This story was originally published by the WND News Center.
The Supreme Court formally has taken up a major challenge to Joe Biden's scheming to censor ideas and opinions he dislikes by using social media to do the work for him.
The trial judge in the case, U.S. District Terry A. Doughty, had issued a July 4 ruling that the government, in fact, was playing the Orwellian role of a "Ministry of Truth" and ordered a halt.
That halt has been pending at a mid-level appellate court.
Essentially, the program set up by the Biden administration worked like this: Since the government cannot directly censor speech, Biden's bureaucrats would work with various sympathetic foundations or other organizations.
Biden's officials would tell the foundations what they wanted tech and social media corporations to censor, and those organizations then would lobby the companies to do that.
The case is Missouri v. Biden. Republican attorneys general from Missouri and Louisiana sued the Biden administration over its communications with social media companies concerning the censorship of various ideas.
They charged that the indirect route to censorship was equally a violation of the First Amendment.
Doughty agreed and ordered government agencies to stop, but the Biden administration, wanting to keep the censorship plan alive, appealed.

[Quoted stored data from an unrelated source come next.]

//! Re-serialize an expression tree as source text.
//!
//! Compact output uses the fewest spaces the lexer needs; pretty output
//! spaces operators and puts chain clauses and sequence items on their own
//! lines.  Either form parses back to a tree that evaluates the same.
//! Parentheses are emitted only where precedence requires them.

use super::ast::{
    BinaryOp, ConditionalBranch, Expr, Literal, UnaryOp, PREC_OR, PREC_PRIMARY, PREC_TERNARY,
    PREC_UNARY,
};

/// Format `expr`.  `pretty` selects the spaced multi-line layout.
pub fn format_expr(expr: &Expr, pretty: bool) -> String {
    let mut f = Printer {
        pretty,
        out: String::new(),
    };
    f.top(expr);
    f.out
}

struct Printer {
    pretty: bool,
    out: String,
}

impl Printer {
    fn push(&mut self, s: &str) {
        self.out.push_str(s);
    }

    /// Operator with optional surrounding spaces.
    fn op(&mut self, sym: &str) {
        if self.pretty {
            self.out.push(' ');
            self.out.push_str(sym);
            self.out.push(' ');
        } else {
            self.out.push_str(sym);
        }
    }

    fn separator(&mut self, compact: &str, pretty: &str) {
        self.push(if self.pretty { pretty } else { compact });
    }

    /// A position that accepts a whole sequence item (`let`, chains).
    fn top(&mut self, expr: &Expr) {
        match expr {
            Expr::Sequence(items) => {
                for (i, item) in items.iter().enumerate() {
                    if i > 0 {
                        self.separator(";", ";\n");
                    }
                    if matches!(item, Expr::Sequence(_)) {
                        self.paren(item);
                    } else {
                        self.node(item);
                    }
                }
            }
            other => self.node(other),
        }
    }

    /// Print `expr`, parenthesized if it binds looser than `min`.
    fn child(&mut self, expr: &Expr, min: u8) {
        if expr.precedence() < min {
            self.paren(expr);
        } else {
            self.node(expr);
        }
    }

    fn paren(&mut self, expr: &Expr) {
        self.push("(");
        self.top(expr);
        self.push(")");
    }

    fn node(&mut self, expr: &Expr) {
        match expr {
            Expr::Binary(lhs, op, rhs) => {
                let prec = op.precedence();
                // `ident < x > (y)` would re-parse as a generic call.
                if *op == BinaryOp::Lt && ends_with_identifier(lhs) && lhs.precedence() >= prec {
                    self.paren(lhs);
                } else {
                    self.child(lhs, prec);
                }
                self.op(op.symbol());
                self.child(rhs, prec + 1);
            }

            Expr::Logical(lhs, op, rhs) => {
                let prec = op.precedence();
                self.child(lhs, prec);
                self.push(" ");
                self.push(op.keyword());
                self.push(" ");
                self.child(rhs, prec + 1);
            }

            Expr::Unary(op, operand) => {
                match op {
                    UnaryOp::Neg => self.push("-"),
                    UnaryOp::Not if self.pretty => self.push("not "),
                    UnaryOp::Not => self.push("!"),
                }
                self.child(operand, PREC_UNARY);
            }

            Expr::Literal(lit) => match lit {
                Literal::Number(n) => self.push(&n.to_string()),
                Literal::Str(s) => self.push(&quote(s)),
                Literal::Bare(text) => self.push(text),
            },

            Expr::Variable(name) => self.push(name),

            Expr::Grouping(inner) => self.paren(inner),

            Expr::Call {
                name,
                type_arg,
                args,
            } => {
                self.push(name);
                if let Some(ty) = type_arg {
                    self.push("<");
                    self.push(ty);
                    self.push(">");
                }
                self.push("(");
                for (i, arg) in args.iter().enumerate() {
                    if i > 0 {
                        self.separator(",", ", ");
                    }
                    self.child(arg, PREC_TERNARY);
                }
                self.push(")");
            }

            Expr::Ternary(cond, then, else_) => {
                self.child(cond, PREC_OR);
                self.op("?");
                self.child(then, PREC_TERNARY);
                self.op(":");
                self.child(else_, PREC_TERNARY);
            }

            Expr::ConditionalChain {
                branches,
                else_branch,
            } => {
                for (i, ConditionalBranch { condition, output }) in branches.iter().enumerate() {
                    if i > 0 {
                        self.separator(" elif ", "\nelif ");
                    } else {
                        self.push("if ");
                    }
                    self.child(condition, PREC_TERNARY);
                    self.separator(":", ": ");
                    self.child(output, PREC_TERNARY);
                }
                if let Some(e) = else_branch {
                    self.separator(" else:", "\nelse: ");
                    self.child(e, PREC_TERNARY);
                }
            }

            Expr::Assignment { name, value, uses } => {
                self.push("let ");
                self.push(name);
                self.op("=");
                self.child(value, PREC_TERNARY);
                if *uses != -1 {
                    self.push(" as ");
                    self.push(&uses.to_string());
                }
            }

            Expr::Sequence(_) => self.paren(expr),
        }
    }
}

/// `true` if the printed form of `expr` ends with a bare word.
fn ends_with_identifier(expr: &Expr) -> bool {
    match expr {
        Expr::Variable(_) | Expr::Literal(Literal::Bare(_)) => true,
        Expr::Binary(_, _, rhs) | Expr::Logical(_, _, rhs) | Expr::Unary(_, rhs) => {
            rhs.precedence() < PREC_PRIMARY || ends_with_identifier(rhs)
        }
        _ => false,
    }
}

/// Single-quoted literal with the escapes the lexer understands.
fn quote(s: &str) -> String {
    let mut out = String::with_capacity(s.len() + 2);
    out.push('\'');
    for ch in s.chars() {
        match ch {
            '\\' => out.push_str("\\\\"),
            '\'' => out.push_str("\\'"),
            '\n' => out.push_str("\\n"),
            '\t' => out.push_str("\\t"),
            '\r' => out.push_str("\\r"),
            c => out.push(c),
        }
    }
    out.push('\'');
    out
}

// ── Tests ─────────────────────────────────────────────────────────────────────
//! Lexical units produced by the [`Lexer`](super::lexer::Lexer).

use std::fmt;

/// The kind of a [`Token`].
#[derive(Debug, Clone, Copy, PartialEq, Eq, Hash)]
pub enum TokenKind {
    // Literals
    Identifier,
    Number,
    String,

    // Arithmetic
    Plus,
    Minus,
    Star,
    Slash,
    Percent,
    Caret,

    // Comparison / assignment
    Equal,    // ==
    Assign,   // =
    NotEqual, // !=
    Greater,
    GreaterEqual,
    Less,
    LessEqual,

    // Logical (`and`/`&&`, `or`/`||`, `not`/`!`)
    And,
    Or,
    Not,

    // Punctuation
    Question,
    Colon,
    Comma,
    LParen,
    RParen,
    Semicolon,
    Newline,

    // Keywords
    If,
    Elif,
    Else,
    Let,
    As,

    Eof,
}

impl TokenKind {
    /// Keyword lookup.  Keywords are matched case-insensitively.
    pub fn keyword(text: &str) -> Option<TokenKind> {
        match text.to_ascii_lowercase().as_str() {
            "and" => Some(TokenKind::And),
            "or" => Some(TokenKind::Or),
            "not" => Some(TokenKind::Not),
            "if" => Some(TokenKind::If),
            "elif" => Some(TokenKind::Elif),
            "else" => Some(TokenKind::Else),
            "let" => Some(TokenKind::Let),
            "as" => Some(TokenKind::As),
            _ => None,
        }
    }
}

/// A numeric literal as scanned: the smallest of `i32`/`i64` that fits, or
/// `f64` when the literal has a fractional part.
#[derive(Debug, Clone, Copy, PartialEq)]
pub enum Number {
    Int(i32),
    Long(i64),
    Float(f64),
}

impl Number {
    pub fn as_f64(self) -> f64 {
        match self {
            Number::Int(n) => f64::from(n),
            Number::Long(n) => n as f64,
            Number::Float(x) => x,
        }
    }

    /// The integral value, if the literal is an integer.
    pub fn as_integer(self) -> Option<i64> {
        match self {
            Number::Int(n) => Some(i64::from(n)),
            Number::Long(n) => Some(n),
            Number::Float(_) => None,
        }
    }
}

impl fmt::Display for Number {
    fn fmt(&self, f: &mut fmt::Formatter<'_>) -> fmt::Result {
        match self {
            Number::Int(n) => write!(f, "{n}"),
            Number::Long(n) => write!(f, "{n}"),
            Number::Float(x) => {
                // Must re-lex as a float: keep a fractional part.
                let s = x.to_string();
                if s.contains('.') {
                    f.write_str(&s)
                } else {
                    write!(f, "{s}.0")
                }
            }
        }
    }
}

/// The decoded value carried by literal tokens.
#[derive(Debug, Clone, PartialEq)]
pub enum TokenLiteral {
    Number(Number),
    Str(String),
}

/// A single lexical unit.
#[derive(Debug, Clone, PartialEq)]
pub struct Token {
    pub kind: TokenKind,
    /// The exact source text of the token.
    pub lexeme: String,
    pub literal: Option<TokenLiteral>,
    /// Byte offset of the lexeme in the source.
    pub position: usize,
}

impl Token {
    pub fn new(
        kind: TokenKind,
        lexeme: impl Into<String>,
        literal: Option<TokenLiteral>,
        position: usize,
    ) -> Self {
        Token {
            kind,
            lexeme: lexeme.into(),
            literal,
            position,
        }
    }

    pub fn is(&self, kind: TokenKind) -> bool {
        self.kind == kind
    }
}

impl fmt::Display for Token {
    fn fmt(&self, f: &mut fmt::Formatter<'_>) -> fmt::Result {
        match self.kind {
            TokenKind::Eof => f.write_str("end of input"),
            TokenKind::Newline => f.write_str("newline"),
            _ => write!(f, "'{}'", self.lexeme),
        }
    }
}

// ── Tests ─────────────────────────────────────────────────────────────────────

#[cfg(test)]
mod tests {
    use super::*;

    #[test]
    fn keywords_are_case_insensitive() {
        assert_eq!(TokenKind::keyword("and"), Some(TokenKind::And));
        assert_eq!(TokenKind::keyword("ELIF"), Some(TokenKind::Elif));
        assert_eq!(TokenKind::keyword("Let"), Some(TokenKind::Let));
        assert_eq!(TokenKind::keyword("level"), None);
    }

    #[test]
    fn float_display_keeps_fraction() {
        assert_eq!(Number::Float(2.0).to_string(), "2.0");
        assert_eq!(Number::Float(0.25).to_string(), "0.25");
        assert_eq!(Number::Long(5_000_000_000).to_string(), "5000000000");
    }

    #[test]
    fn token_display() {
        let t = Token::new(TokenKind::Plus, "+", None, 3);
        assert_eq!(t.to_string(), "'+'");
        let eof = Token::new(TokenKind::Eof, "", None, 9);
        assert_eq!(eof.to_string(), "end of input");
    }
}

A report from the Daily Caller News Foundation reported Justice Samuel Alito said, "Government censorship of private speech is antithetical to our democratic form of government, and therefore today’s decision is highly disturbing."
He referenced the majority's decision to halt Doughty's injunction until the case is fully reviewed. It means Biden can continue his censorship lobbying until then.

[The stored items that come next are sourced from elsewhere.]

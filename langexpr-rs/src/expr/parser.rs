//! Recursive-descent parser.
//!
//! Operator precedence (lowest → highest):
//!   sequence  →  let / if-chain  →  ternary  →  or  →  and  →  equality  →
//!   comparison  →  additive  →  multiplicative  →  unary  →  primary
//!
//! Newlines are only significant between sequence items and between the
//! clauses of an `if`/`elif`/`else` chain; anywhere else they are a syntax
//! error.
//!
//! Trees are at most [`MAX_DEPTH`] nodes tall, and the parser recurses no
//! deeper than that.  Evaluation and formatting walk the tree recursively.

use super::ast::{BinaryOp, ConditionalBranch, Expr, Literal, LogicalOp, UnaryOp};
use super::error::SyntaxError;
use super::lexer::Lexer;
use super::token::{Token, TokenKind, TokenLiteral};

/// Maximum nesting of sub-expressions and height of a parsed tree.
pub const MAX_DEPTH: usize = 128;

#[derive(Debug)]
pub struct Parser {
    tokens: Vec<Token>,
    pos: usize,
    /// Open sub-expressions (groupings, operands, arguments) on the stack.
    nesting: usize,
    /// Height of the tree most recently returned by a `parse_*` method.
    height: usize,
}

That lower court found Biden's officials likely breached the First Amendment and explained government actors cannot be "collaborating, coordinating, partnering, switchboarding, and/or jointly working with" groups that lobby for censorship.
WND previously reported, "It was confirmed during Biden's administration, and especially during election periods, that Biden's bureaucrats had multiple channels to various foundations. They would complain to those foundations about ideas he refused to tolerate, and then those foundations would complain to social media corporations until those comments were censored."
Doughty's original order found Biden's plan akin to an "Orwellian Ministry of Truth."
The lawsuit accused federal officials of unlawfully helping suppress conservative-leaning speech on major social media platforms, such as Meta's Facebook, Alphabet's YouTube, and X, formerly called Twitter.
Democrats repeatedly have called for more censorship of speech with which they disagree. They claim to be opposing "misinformation," "disinformation" and "misinformation," but essentially their targets are ideas that do not align with their party's talking points.
The subjects of that "information" have ranged from election fraud and faulty COVID "vaccines" to Biden family corruption and more.